Efficient healthcare refers to a system which ensures accessibility at all times and is appropriately equipped to cater to healthcare needs as required. Both Australia and UK pair nationalized services with NGO's and local community services so as to ensure that local needs of the community are appropriately identified (AIHW, 2015). Nursing practitioners and clinicians are trained to access needs and document in detail. Healthcare Centre’s are being improved technologically so as to support functionality such as video conferencing and sharing of reports and diagnosis over the internet (NT, 2015).
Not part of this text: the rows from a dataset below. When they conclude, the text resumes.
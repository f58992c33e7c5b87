//! Pooled endpoint handles
//!
//! The pool never constructs endpoints. Callers build a candidate, hand it to
//! [`EndpointRegistry::register`](super::EndpointRegistry::register) and get
//! back an [`EndpointHandle`] that may point at an older, equivalent endpoint.

use std::fmt;
use std::ops::Deref;
use std::sync::{Arc, Weak};

use super::key::Fingerprint;

/// A long-lived, expensive-to-create resource managed by the pool
///
/// Teardown happens in the implementor's `Drop`, once the last handle is
/// released.
pub trait Endpoint: Send + Sync + 'static {
    /// Identity used to dedup this endpoint
    fn fingerprint(&self) -> &Fingerprint;

    /// Drive pending I/O when no other poller is active.
    ///
    /// Called periodically by the backup poller while the endpoint is
    /// attached to the pool's poll set.
    fn poll(&self) {}
}

/// Reference-counted handle to a pooled endpoint
///
/// The pool's map holds one handle per registered endpoint. Every other
/// handle is an external reference.
pub struct EndpointHandle<E> {
    inner: Arc<E>,
}

impl<E: Endpoint> EndpointHandle<E> {
    pub(crate) fn new(endpoint: E) -> Self {
        Self {
            inner: Arc::new(endpoint),
        }
    }

    /// Fingerprint of the underlying endpoint
    pub fn fingerprint(&self) -> &Fingerprint {
        self.inner.fingerprint()
    }

    /// Current number of handles, including the one held by the pool
    pub fn ref_count(&self) -> usize {
        Arc::strong_count(&self.inner)
    }

    /// Whether nobody outside the pool holds this endpoint
    ///
    /// Only meaningful when called on the pool's own handle; a transient
    /// snapshot being rebuilt concurrently can briefly raise the count,
    /// which makes the endpoint look used until the next check.
    pub fn is_unused(&self) -> bool {
        self.ref_count() <= 1
    }

    /// Whether two handles refer to the same endpoint
    pub fn ptr_eq(a: &Self, b: &Self) -> bool {
        Arc::ptr_eq(&a.inner, &b.inner)
    }

    /// Weak reference used by the poll set, which must not keep the
    /// endpoint alive or count as a user
    pub(crate) fn downgrade(&self) -> Weak<dyn Endpoint> {
        let weak: Weak<E> = Arc::downgrade(&self.inner);
        weak
    }
}

impl<E> Clone for EndpointHandle<E> {
    fn clone(&self) -> Self {
        Self {
            inner: Arc::clone(&self.inner),
        }
    }
}

impl<E> Deref for EndpointHandle<E> {
    type Target = E;

    fn deref(&self) -> &E {
        &self.inner
    }
}

impl<E: Endpoint> fmt::Debug for EndpointHandle<E> {
    fn fmt(&self, f: &mut fmt::Formatter<'_>) -> fmt::Result {
        f.debug_struct("EndpointHandle")
            .field("fingerprint", &format_args!("{}", self.fingerprint()))
            .field("refs", &self.ref_count())
            .finish()
    }
}

#[cfg(test)]
mod tests {
    use super::*;
    use crate::pool::test_util::TestEndpoint;

    #[test]
    fn test_ref_count_follows_clones() {
        let (endpoint, _probe) = TestEndpoint::new("10.0.0.1:80");
        let handle = EndpointHandle::new(endpoint);
        assert_eq!(handle.ref_count(), 1);
        assert!(handle.is_unused());

        let external = handle.clone();
        assert_eq!(handle.ref_count(), 2);
        assert!(!handle.is_unused());
        assert!(EndpointHandle::ptr_eq(&handle, &external));

        drop(external);
        assert!(handle.is_unused());
    }

    #[test]
    fn test_weak_reference_does_not_count() {
        let (endpoint, probe) = TestEndpoint::new("10.0.0.1:80");
        let handle = EndpointHandle::new(endpoint);
        let weak = handle.downgrade();

        assert_eq!(handle.ref_count(), 1);
        assert!(weak.upgrade().is_some());

        drop(handle);
        assert!(weak.upgrade().is_none());
        assert!(probe.is_dropped());
    }

    #[test]
    fn test_deref_and_fingerprint() {
        let (endpoint, _probe) = TestEndpoint::new("db:5432");
        let handle = EndpointHandle::new(endpoint);

        assert_eq!(handle.fingerprint().address(), "db:5432");
        assert_eq!(handle.key.address(), "db:5432");
    }
}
Safe healthcare is defined as a range of services that are patient centered and are aimed at achieving zero error rates. Safety in Australia is ensured with the help of a dedicated body known as Australian Commission on Safety and Quality in Healthcare. This body has been established by the Commonwealth and oversees definition and implementation of safety and quality standards. Additionally, Professional Standards of Practice as defined by the Australia legislation are strictly followed and deviations might be recorded as medical negligence and punished accordingly (Australian Government, 2015). NHS England also has a dedicated set of codes and practices that are strictly followed by all healthcare service providers governed by NHS (NT, 2015).

  • Conclusion

The paper was aimed at presenting a comparison between health and healthcare standards in two countries. England was chosen for comparison with Australia as healthcare in both countries is based on similar standards and codes of practice. Ease of data availability was another reason for selecting England for comparing with Australia. Comparison of funding systems revealed that where Australian healthcare is funded from a combination of government and private players, healthcare in England is chiefly funded by NHS (which in turn draws funding from general taxation and insurance contributions). Governance systems in both countries consist of establishment of a governance board where members are elected either by members of National Council or by ministers. Both countries compare fairly in terms of their health status and health system performances and spend almost an equal amount of their GDP on healthcare.